Vouloir comprendre, c’est encore un mécanisme identitaire. L’enfant veut comprendre, c’est avec ça qu’il constitue son identité. Nous, on fait l’inverse. Simplement être là, observer, voir, regarder, sentir, ça suffit. Conscience corporelle.
Merci de ton partage, c’était très intéressant. Et A. ?

Parfois j’ai l’impression de comprendre un peu, et puis ça change aussitôt ! Il n’y a rien de figé, c’est insaisissable.

Ce qui est permanent, c’est ton cœur.

Oui, il y a quelque chose en arrière-plan qui ne change pas.

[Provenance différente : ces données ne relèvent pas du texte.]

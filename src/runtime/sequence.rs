use super::{ParseError, ParseFailure, ParseResult, Parser, ParserArena, PathSegment, TupleSlot};
use crate::value::{UNDEFINED, Value};

pub(super) fn array(element: &Parser, input: &Value, arena: &ParserArena) -> ParseResult {
    let Value::Array(items) = input else {
        return Err(ParseFailure::expected("array", input));
    };
    let plan = vec![element; items.len()];
    run_plan(&plan, items, arena)
}

/// Bind every input index to a slot, then parse positionally.
///
/// Leading fixed slots bind forward from index 0. Fixed slots declared after
/// a rest slot bind backward from the end of the input, and the rest slot
/// takes whatever lies between the two. When the input is too short for the
/// fixed slots, the trailing ones land past the end and see `Undefined`.
pub(super) fn tuple(slots: &[TupleSlot], input: &Value, arena: &ParserArena) -> ParseResult {
    let Value::Array(items) = input else {
        return Err(ParseFailure::expected("tuple", input));
    };
    let Some(rest_at) = slots.iter().position(|s| s.rest) else {
        if items.len() > slots.len() {
            return Err(ParseFailure::single(format!(
                "expected at most {} elements, got {}",
                slots.len(),
                items.len()
            )));
        }
        let plan: Vec<&Parser> = slots.iter().map(|s| &s.parser).collect();
        return run_plan(&plan, items, arena);
    };

    let leading = &slots[..rest_at];
    let rest = &slots[rest_at].parser;
    let trailing = &slots[rest_at + 1..];

    // first input index owned by the trailing slots
    let tail_start = items.len().saturating_sub(trailing.len()).max(leading.len());
    let mut plan: Vec<&Parser> = vec![rest; tail_start + trailing.len()];

    for (i, slot) in leading.iter().enumerate() {
        plan[i] = &slot.parser;
    }
    let mut cursor = plan.len();
    for slot in trailing.iter().rev() {
        cursor -= 1;
        plan[cursor] = &slot.parser;
    }
    run_plan(&plan, items, arena)
}

/// Parse `items[i]` with `plan[i]`. Positions past the input are checked
/// against `Undefined` but not emitted.
fn run_plan(plan: &[&Parser], items: &[Value], arena: &ParserArena) -> ParseResult {
    let mut out = Vec::with_capacity(items.len());
    let mut errors = Vec::new();
    for (i, parser) in plan.iter().enumerate() {
        let item = items.get(i).unwrap_or(&UNDEFINED);
        match parser.parse(item, arena) {
            Ok(parsed) if i < items.len() => out.push(parsed),
            Ok(_) => {}
            Err(failure) => errors.push(ParseError::nested(PathSegment::Index(i), failure)),
        }
    }
    if errors.is_empty() { Ok(Value::Array(out)) } else { Err(ParseFailure { errors }) }
}
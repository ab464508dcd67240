mod cli;

use std::process::ExitCode;

use colored::Colorize;

fn main() -> ExitCode {
    shapegen::init_tracing();
    let command_line_interface = cli::CommandLineInterface::load();
    match command_line_interface.run() {
        Ok(code) => code,
        Err(error) => {
            eprintln!("{} {error:#}", "error:".red().bold());
            ExitCode::from(2)
        }
    }
}
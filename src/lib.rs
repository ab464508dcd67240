//! Compile static type declarations into a structural model, then into
//! runtime validators for untyped data.
//!
//! ```text
//! TypeOracle ──build──▶ Model + DependencyMap ──generate──▶ Validators ──parse──▶ ParseResult
//! ```
use std::sync::Once;

pub mod builder;
pub mod error;
pub mod generate;
pub mod ir;
pub mod oracle;
pub mod path_de;
pub mod runtime;
pub mod value;

pub use builder::{
    BuildOptions, BuiltModel, ModelBuilder, build_declaration, build_model, build_models,
};
pub use error::{GenerationError, ModelGenerationError};
pub use generate::{Validator, Validators, generate};
pub use ir::{Model, ModelDocument};
pub use oracle::{ModuleOracle, TypeModule, TypeOracle};
pub use runtime::{ParseError, ParseFailure, ParseResult, envelope};
pub use value::Value;

static TRACING_INIT: Once = Once::new();

/// Install a `tracing` subscriber filtered by `RUST_LOG`. Does nothing when
/// the variable is unset; safe to call more than once.
pub fn init_tracing() {
    TRACING_INIT.call_once(|| {
        use tracing_subscriber::{EnvFilter, fmt, prelude::*};

        if std::env::var("RUST_LOG").is_ok() {
            let _ = tracing_subscriber::registry()
                .with(fmt::layer().with_target(true).with_writer(std::io::stderr))
                .with(EnvFilter::from_default_env())
                .try_init();
        }
    });
}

J’ai l’impression que le vide est derrière toute chose, et que c’est la densité de ce qui en émerge qui change. Il y a des moments où le vide est plein, alors tout est à sa place, tout est tranquille. Mais parfois, il y a un manque : c’est un vide qui paraît vide, et on a envie de chercher quelque chose pour le remplir.
Et si je fais le lien avec la conscience corporelle, je dirais qu’il y a des moments d’oubli, quand je me sépare, et c’est à ce moment que je peux ressentir le manque, comme un trou à combler. A l’opposé, quand je suis dans la conscience corporelle, je me sens dilaté et paradoxalement complet : c’est à ce moment que je pourrais parler de vide plein.

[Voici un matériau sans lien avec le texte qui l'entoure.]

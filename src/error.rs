//! Build-time errors. Data mismatches at parse time are not errors in this
//! sense; they are returned as `runtime::ParseFailure` values.
use thiserror::Error;

use crate::oracle::Location;

/// Failure to turn a type reference into a model. Always fatal for the build.
#[derive(Debug, Clone, PartialEq, Error)]
pub enum ModelGenerationError {
    /// E-MODEL-001
    #[error("{location}: unsupported syntax: {what}")]
    UnsupportedSyntax { what: String, location: Location },

    /// E-MODEL-002
    #[error("{location}: cannot resolve `{name}`")]
    UnresolvedSymbol { name: String, location: Location },

    /// E-MODEL-003
    #[error("{location}: type parameter `{name}` is not bound")]
    UnboundTypeParameter { name: String, location: Location },

    /// E-MODEL-004
    #[error("{location}: missing type argument for `{parameter}` of `{name}`")]
    MissingTypeArgument { name: String, parameter: String, location: Location },

    /// E-MODEL-005
    #[error("{location}: references to class types are not supported (`{name}`)")]
    ClassReference { name: String, location: Location },

    /// E-MODEL-006
    #[error("{location}: `{name}` has neither value nor type information")]
    MissingTypeInformation { name: String, location: Location },

    /// E-MODEL-007
    #[error("{location}: the type checker could not evaluate {what}")]
    UnresolvedType { what: String, location: Location },

    /// E-MODEL-008
    #[error("{location}: type nesting exceeds the depth limit of {limit}")]
    DepthLimitExceeded { limit: usize, location: Location },

    /// E-MODEL-009: a reserved slot was never filled; indicates a builder bug.
    #[error("`{name}` was reserved but never built")]
    IncompleteDependency { name: String },
}

impl ModelGenerationError {
    pub fn unsupported(what: impl Into<String>, location: &Location) -> Self {
        ModelGenerationError::UnsupportedSyntax { what: what.into(), location: location.clone() }
    }

    /// Where the offending construct lives, if the error has a location.
    pub fn location(&self) -> Option<&Location> {
        match self {
            ModelGenerationError::UnsupportedSyntax { location, .. }
            | ModelGenerationError::UnresolvedSymbol { location, .. }
            | ModelGenerationError::UnboundTypeParameter { location, .. }
            | ModelGenerationError::MissingTypeArgument { location, .. }
            | ModelGenerationError::ClassReference { location, .. }
            | ModelGenerationError::MissingTypeInformation { location, .. }
            | ModelGenerationError::UnresolvedType { location, .. }
            | ModelGenerationError::DepthLimitExceeded { location, .. } => Some(location),
            ModelGenerationError::IncompleteDependency { .. } => None,
        }
    }

    /// Error code for machine-readable output
    pub fn code(&self) -> &'static str {
        match self {
            ModelGenerationError::UnsupportedSyntax { .. } => "E-MODEL-001",
            ModelGenerationError::UnresolvedSymbol { .. } => "E-MODEL-002",
            ModelGenerationError::UnboundTypeParameter { .. } => "E-MODEL-003",
            ModelGenerationError::MissingTypeArgument { .. } => "E-MODEL-004",
            ModelGenerationError::ClassReference { .. } => "E-MODEL-005",
            ModelGenerationError::MissingTypeInformation { .. } => "E-MODEL-006",
            ModelGenerationError::UnresolvedType { .. } => "E-MODEL-007",
            ModelGenerationError::DepthLimitExceeded { .. } => "E-MODEL-008",
            ModelGenerationError::IncompleteDependency { .. } => "E-MODEL-009",
        }
    }
}

/// Failure to lower a model into validators.
#[derive(Debug, Clone, PartialEq, Error)]
pub enum GenerationError {
    #[error("reference to `{name}` has no entry in the dependency map")]
    MissingDependency { name: String },

    #[error("template literal cannot interpolate {kind}")]
    UnsupportedTemplateFragment { kind: String },

    #[error("template literal compiled to an invalid pattern `{pattern}`: {message}")]
    InvalidTemplatePattern { pattern: String, message: String },

    #[error("index signature keys must be string, number or a template literal, not {key}")]
    UnsupportedIndexKey { key: String },

    #[error("no root or dependency named `{name}`")]
    UnknownRoot { name: String },

    /// `type A = A | string`: validating `A` would call itself on the same input.
    #[error("`{cycle}` refers back to itself without reaching a member or element")]
    UnproductiveCycle { cycle: String },
}
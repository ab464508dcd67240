use indexmap::IndexMap;

use super::{
    IndexParser, ObjectParser, ParseError, ParseFailure, ParseResult, ParserArena, PathSegment,
};
use crate::value::Value;

/// Dynamic keys first (those not claimed by a named member), then named
/// members in declaration order. Without index members, unclaimed keys are
/// dropped; with them, a key no index member accepts is an error.
pub(super) fn parse(object: &ObjectParser, input: &Value, arena: &ParserArena) -> ParseResult {
    let Value::Object(map) = input else {
        return Err(ParseFailure::expected("object", input));
    };
    let mut out = IndexMap::with_capacity(map.len());
    let mut errors = Vec::new();

    // 1) index members
    if !object.indexes.is_empty() {
        for (key, value) in map {
            if object.fields.iter().any(|f| f.name == *key) {
                continue;
            }
            let Some(index) = object.indexes.iter().find(|ix| ix.key.accepts(key)) else {
                let failure = ParseFailure::single(format!(
                    "key does not match the index signature ({})",
                    index_keys(&object.indexes)
                ));
                errors.push(ParseError::nested(PathSegment::Key(key.clone()), failure));
                continue;
            };
            if index.optional && value.is_undefined() {
                out.insert(key.clone(), Value::Undefined);
                continue;
            }
            match index.parser.parse(value, arena) {
                Ok(parsed) => {
                    out.insert(key.clone(), parsed);
                }
                Err(failure) => {
                    errors.push(ParseError::nested(PathSegment::Key(key.clone()), failure));
                }
            }
        }
    }

    // 2) named members
    for field in &object.fields {
        let value = input.get(&field.name);
        if field.optional && value.is_undefined() {
            continue;
        }
        match field.parser.parse(value, arena) {
            Ok(parsed) => {
                out.insert(field.name.clone(), parsed);
            }
            Err(failure) => {
                errors.push(ParseError::nested(PathSegment::Key(field.name.clone()), failure));
            }
        }
    }

    if errors.is_empty() { Ok(Value::Object(out)) } else { Err(ParseFailure { errors }) }
}

/// `number | id-${number}`
fn index_keys(indexes: &[IndexParser]) -> String {
    indexes.iter().map(|ix| ix.key.to_string()).collect::<Vec<_>>().join(" | ")
}

#[cfg(test)]
mod tests {
    use crate::runtime::{
        FieldParser, IndexParser, KeyParser, ObjectParser, Parser, ParserArena, PathSegment,
    };
    use crate::value::Value;
    use pretty_assertions::assert_eq;
    use serde_json::json;

    fn field(name: &str, optional: bool, parser: Parser) -> FieldParser {
        FieldParser { name: name.into(), optional, parser }
    }

    fn number_index(parser: Parser) -> IndexParser {
        IndexParser { key: KeyParser::Number, optional: false, parser }
    }

    fn run(object: ObjectParser, input: serde_json::Value) -> crate::runtime::ParseResult {
        Parser::Object(object).parse(&Value::from(input), &ParserArena::default())
    }

    #[test]
    fn optional_member_is_skipped_when_absent() {
        let object =
            ObjectParser { fields: vec![field("a", true, Parser::Number)], indexes: vec![] };
        assert_eq!(run(object.clone(), json!({})).unwrap().to_json(), json!({}));

        let err = run(object, json!({"a": "x"})).unwrap_err();
        assert_eq!(err.errors.len(), 1);
        assert_eq!(err.errors[0].path, Some(PathSegment::Key("a".into())));
    }

    #[test]
    fn null_is_not_an_object() {
        let object =
            ObjectParser { fields: vec![field("a", false, Parser::Number)], indexes: vec![] };
        let err = run(object, json!(null)).unwrap_err();
        assert_eq!(err.errors[0].message, "expected object, got null");
        assert_eq!(err.errors[0].path, None);
    }

    #[test]
    fn unclaimed_keys_are_dropped() {
        let object =
            ObjectParser { fields: vec![field("a", false, Parser::Number)], indexes: vec![] };
        assert_eq!(run(object, json!({"a": 1, "b": 2})).unwrap().to_json(), json!({"a": 1}));
    }

    #[test]
    fn index_members_validate_dynamic_keys() {
        let object = ObjectParser {
            fields: vec![field("name", false, Parser::String)],
            indexes: vec![number_index(Parser::Boolean)],
        };
        let ok = run(object.clone(), json!({"name": "n", "1": true})).unwrap();
        assert_eq!(ok.to_json(), json!({"1": true, "name": "n"}));

        let err = run(object, json!({"name": "n", "2": "no"})).unwrap_err();
        assert_eq!(err.errors[0].path, Some(PathSegment::Key("2".into())));
    }

    #[test]
    fn keys_rejected_by_every_index_member_are_errors() {
        let object = ObjectParser {
            fields: vec![],
            indexes: vec![number_index(Parser::Boolean)],
        };
        let err = run(object, json!({"x": true, "1": false})).unwrap_err();
        assert_eq!(err.errors.len(), 1);
        assert_eq!(err.errors[0].path, Some(PathSegment::Key("x".into())));
        assert_eq!(err.errors[0].message, "key does not match the index signature (number)");
    }

    #[test]
    fn named_members_are_not_checked_against_index_keys() {
        let object = ObjectParser {
            fields: vec![field("name", false, Parser::String)],
            indexes: vec![number_index(Parser::Boolean)],
        };
        assert_eq!(run(object, json!({"name": "n"})).unwrap().to_json(), json!({"name": "n"}));
    }

    #[test]
    fn every_failing_member_is_reported_in_order() {
        let object = ObjectParser {
            fields: vec![field("a", false, Parser::Number), field("b", false, Parser::String)],
            indexes: vec![],
        };
        let err = run(object, json!({})).unwrap_err();
        let paths: Vec<_> = err.errors.iter().map(|e| e.path.clone()).collect();
        assert_eq!(
            paths,
            vec![Some(PathSegment::Key("a".into())), Some(PathSegment::Key("b".into()))]
        );
    }
}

Et A.M. ? Quel est ton message ?

Pour moi, le mot « manque » et le mot « vide », n’évoquent pas la même chose. Le manque, je l’ai vécu très fort, comme une sensation de « ça ne peut pas durer, ce n’est pas la vraie vie, il faut trouver. » Et ce n’est plus du tout comme ça. Le vide, pour moi c’est avant tout le silence. Et ce que j’ai découvert aussi ici, c’est un vide qui m’effrayait au début, un vide lié aux attachements qui se défont. Même dans l’action, le vide se trouve en arrière-plan. Il y a toujours plein de sollicitations, mais ce n’est pas moi qui fais marcher cette machine.

Tout à fait. On a une expression pour ça : « C’est la vie qui décide ». On laisse faire la vie.

Oui, c’est ça. Et il y a un grand vide dans le sens où je peux faire les choses consciencieusement, mais sans attachement. Ça a été un passage important pour moi, car j’étais beaucoup prise dans l’attachement aux personnes.